El grupo sonaba a desesperación. Y al pertenecer al grupo unos se odiaban y otros tenían otras intenciones. El prójimo, a veces, les era amigo, otras no. No obstante, el común era la pelea contra el mundo, adversidad, donde ni en él se era libre.

Empastes había por doquier, con y sin dolor, salidos y escrudiñados. Lo cual era contradictorio en sí mismo, por lo irreductible de la continua evolución.

Las bacterias y los antibióticos, así como los enfermos crónicos asistían al combate. Era elegir entre el miedo y la osadía. La calidad y la humanización atendía a todas las cronicidades. Unos y otros iban interiorizando esos cuidados posteriores, y el propio combate.
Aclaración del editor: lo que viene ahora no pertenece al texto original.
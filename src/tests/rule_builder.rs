use std::net::{IpAddr, Ipv4Addr, Ipv6Addr};

use crate::expr::{
    Cmp, CmpOp, ConnTrackState, HighLevelPayload, IPv4HeaderField, MetaType, NetworkHeaderField,
    Payload, Register, VerdictKind,
};
use crate::rule_builder::{htons, IfaceDirection, L4Proto, Load, MatchExpression, MatchStep, ToData};
use crate::{BuilderError, ProtocolFamily, RuleBuilder};

use super::{CHAIN_NAME, TABLE_NAME};

fn test_builder() -> RuleBuilder {
    RuleBuilder::new(ProtocolFamily::Inet, TABLE_NAME, CHAIN_NAME)
}

fn loaded_meta_keys(builder: &RuleBuilder) -> Vec<MetaType> {
    builder
        .steps()
        .unwrap()
        .iter()
        .map(|step| match &step.load {
            Load::Meta(meta) => *meta.get_key().unwrap(),
            other => panic!("unexpected load {:?}", other),
        })
        .collect()
}

#[test]
fn matches_keep_call_order() {
    let builder = test_builder()
        .match_l4proto(L4Proto::UDP)
        .match_oif_name("eth0")
        .match_l4proto(L4Proto::UDP)
        .verdict(VerdictKind::Accept);

    assert_eq!(
        builder.matches(),
        &[
            MatchExpression::L4ProtocolEquals(L4Proto::UDP),
            MatchExpression::InterfaceNameEquals(IfaceDirection::Output, "eth0".to_string()),
            MatchExpression::L4ProtocolEquals(L4Proto::UDP),
        ][..]
    );
    assert_eq!(
        loaded_meta_keys(&builder),
        vec![MetaType::L4Proto, MetaType::OifName, MetaType::L4Proto]
    );
    // one load and one compare per match, then the verdict
    assert_eq!(builder.build().unwrap().get_expressions().unwrap().len(), 7);
}

#[test]
fn built_rule_is_a_snapshot() {
    let builder = test_builder()
        .match_oif_name("lo")
        .verdict(VerdictKind::Accept);
    let rule = builder.build().unwrap();
    let snapshot = rule.clone();

    let builder = builder
        .match_l4proto(L4Proto::TCP)
        .verdict(VerdictKind::Drop);
    let other = builder.build().unwrap();

    assert_eq!(rule, snapshot);
    assert_ne!(rule, other);
    assert_eq!(rule.get_expressions().unwrap().len(), 3);
    assert_eq!(other.get_expressions().unwrap().len(), 5);
}

#[test]
fn rule_is_bound_to_builder_chain() {
    let rule = test_builder().verdict(VerdictKind::Accept).build().unwrap();
    assert_eq!(rule.get_table().unwrap(), TABLE_NAME);
    assert_eq!(rule.get_chain().unwrap(), CHAIN_NAME);
    assert_eq!(rule.get_family(), ProtocolFamily::Inet);
}

#[test]
fn l4proto_is_one_byte() {
    for code in 0..=255u8 {
        assert_eq!(L4Proto(code).to_data(), vec![code]);
    }
    assert_eq!(L4Proto::TCP.to_data(), vec![6]);
    assert_eq!(L4Proto::UDP.to_data(), vec![17]);
}

#[test]
fn port_is_big_endian() {
    assert_eq!(htons(51820), [0xCA, 0x6C]);

    let step = MatchExpression::TransportDstPortEquals(51820).lower().unwrap();
    assert_eq!(
        step.compare.get_data().unwrap().get_value().unwrap(),
        &vec![0xCA, 0x6C]
    );
}

#[test]
fn ct_state_step_is_masked() {
    let step = MatchExpression::ConnectionStateIntersects(ConnTrackState::ESTABLISHED)
        .lower()
        .unwrap();
    let mask = step.mask.as_ref().unwrap();
    assert_eq!(mask.get_len(), Some(&4));
    assert_eq!(
        mask.get_mask().unwrap().get_value().unwrap(),
        &2u32.to_ne_bytes().to_vec()
    );
    assert_eq!(step.compare.get_op(), Some(&CmpOp::Neq));
}

#[test]
fn missing_verdict() {
    match test_builder().match_oif_name("lo").build() {
        Err(BuilderError::MissingVerdict) => {}
        other => panic!("unexpected result {:?}", other),
    }
}

#[test]
fn last_verdict_wins() {
    let names = test_builder()
        .verdict(VerdictKind::Drop)
        .verdict(VerdictKind::Accept)
        .build()
        .unwrap();
    let accept = test_builder().verdict(VerdictKind::Accept).build().unwrap();
    assert_eq!(names, accept);
}

#[test]
fn ipv6_addresses_are_rejected() {
    let addr = IpAddr::V6(Ipv6Addr::LOCALHOST);
    match test_builder()
        .match_destination_ip(addr)
        .verdict(VerdictKind::Accept)
        .build()
    {
        Err(BuilderError::NotIpv4(a)) => assert_eq!(a, addr),
        other => panic!("unexpected result {:?}", other),
    }
}

#[test]
fn interface_names_must_fit_ifnamsiz() {
    let fifteen = "a".repeat(15);
    assert!(test_builder()
        .match_oif_name(fifteen.as_str())
        .verdict(VerdictKind::Accept)
        .build()
        .is_ok());

    for name in &["a".repeat(16), "".to_string(), "et\0h0".to_string()] {
        match test_builder()
            .match_iif_name(name.as_str())
            .verdict(VerdictKind::Accept)
            .build()
        {
            Err(BuilderError::InvalidInterfaceName(n)) => assert_eq!(&n, name),
            other => panic!("unexpected result {:?}", other),
        }
    }
}

fn daddr() -> Payload {
    HighLevelPayload::Network(NetworkHeaderField::IPv4(IPv4HeaderField::Daddr)).build()
}

#[test]
fn compare_must_read_loaded_register() {
    let step = MatchStep::new(
        Load::Payload(daddr()),
        Cmp::new(CmpOp::Eq, Ipv4Addr::new(192, 0, 2, 1).to_data()).with_sreg(Register::Reg2),
    );
    match step.validate(3) {
        Err(BuilderError::RegisterMismatch { step, loaded, read }) => {
            assert_eq!(step, 3);
            assert_eq!(loaded, Register::Reg1);
            assert_eq!(read, Register::Reg2);
        }
        other => panic!("unexpected result {:?}", other),
    }
}

#[test]
fn compare_must_fit_loaded_field() {
    let step = MatchStep::new(
        Load::Payload(daddr()),
        Cmp::new(CmpOp::Eq, vec![192, 0, 2, 1, 0]),
    );
    match step.validate(0) {
        Err(BuilderError::DataLengthMismatch { step, loaded, compared }) => {
            assert_eq!(step, 0);
            assert_eq!(loaded, 4);
            assert_eq!(compared, 5);
        }
        other => panic!("unexpected result {:?}", other),
    }
}

#[test]
fn every_lowered_match_is_valid() {
    let exprs = vec![
        MatchExpression::InterfaceNameEquals(IfaceDirection::Input, "eth0".to_string()),
        MatchExpression::L4ProtocolEquals(L4Proto::TCP),
        MatchExpression::NetworkSrcAddressEquals(IpAddr::V4(Ipv4Addr::LOCALHOST)),
        MatchExpression::NetworkDstAddressEquals(IpAddr::V4(Ipv4Addr::LOCALHOST)),
        MatchExpression::TransportDstPortEquals(53),
        MatchExpression::ConnectionStateIntersects(ConnTrackState::all()),
    ];
    for (i, expr) in exprs.iter().enumerate() {
        let step = expr.lower().unwrap();
        step.validate(i).unwrap();
        assert_eq!(step.load.dreg(), Some(Register::Reg1));
    }
}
-Nada hay que podamos hacer- decía uno, regulando y consolidando esa carta a la naturaleza.

Otros querían adelantarlo todo lo posible:

-Mejor ya, estoy que no me tengo en pie.

-No todos los procesos de curación son iguales- le espetó otro.
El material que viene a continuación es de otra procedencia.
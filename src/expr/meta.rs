use super::{Expression, Register};
use crate::create_wrapper_type;
use crate::nlmsg::NfNetlinkAttribute;
use crate::sys;

/// A meta expression refers to meta data associated with a packet.
#[derive(Debug, Copy, Clone, Eq, PartialEq)]
#[repr(u32)]
#[non_exhaustive]
pub enum MetaType {
    /// Packet length.
    Len = sys::NFT_META_LEN,
    /// Packet ethertype protocol (skb->protocol), invalid in OUTPUT.
    Protocol = sys::NFT_META_PROTOCOL,
    /// Packet mark.
    Mark = sys::NFT_META_MARK,
    /// Packet input interface index (dev->ifindex).
    Iif = sys::NFT_META_IIF,
    /// Packet output interface index (dev->ifindex).
    Oif = sys::NFT_META_OIF,
    /// Packet input interface name (dev->name).
    IifName = sys::NFT_META_IIFNAME,
    /// Packet output interface name (dev->name).
    OifName = sys::NFT_META_OIFNAME,
    /// Netfilter protocol (Transport layer protocol).
    NfProto = sys::NFT_META_NFPROTO,
    /// Layer 4 protocol number.
    L4Proto = sys::NFT_META_L4PROTO,
}

impl MetaType {
    /// Number of bytes the kernel writes in the destination register for this key.
    pub fn data_len(&self) -> usize {
        match *self {
            MetaType::IifName | MetaType::OifName => sys::IFNAMSIZ,
            MetaType::NfProto | MetaType::L4Proto => 1,
            MetaType::Protocol => 2,
            MetaType::Len | MetaType::Mark | MetaType::Iif | MetaType::Oif => 4,
        }
    }
}

impl NfNetlinkAttribute for MetaType {
    fn get_size(&self) -> usize {
        (*self as u32).get_size()
    }

    fn write_payload(&self, buf: &mut [u8]) {
        (*self as u32).write_payload(buf);
    }
}

create_wrapper_type!(
    nested : Meta,
    [
        (get_dreg, set_dreg, with_dreg, sys::NFTA_META_DREG, dreg, Register),
        (get_key, set_key, with_key, sys::NFTA_META_KEY, key, MetaType),
        (get_sreg, set_sreg, with_sreg, sys::NFTA_META_SREG, sreg, Register),
    ]
);

impl Meta {
    /// Loads the `key` property of the packet into the first register.
    pub fn new(key: MetaType) -> Self {
        Meta::default().with_dreg(Register::Reg1).with_key(key)
    }
}

impl Expression for Meta {
    fn get_name() -> &'static str {
        "meta"
    }
}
Prefiero morir anciano– subrayó otro, impaciente.

Los menos activos y capacitados veían en el final el comienzo de otra vida, transmitiendo de alguna manera su vivencia con esos nervios en los pies, que no paraban.

Como que enjaulados, se hacían carne en la mirada del otro.

-¿Un vaso de agua chicos? Dios también puede ser el prójimo- catalogó una de esas que acompañaba los malos momentos súper uniformada, con ojos redondos como dos canicas concienzudamente maquillados; y no solo eso.

Esas palabras y su pose los dejó más que inertes y quietecitos, bloqueando la situación de peligro, experta y extraña.

La sala de espera del dentista era eso. Y él se refugió.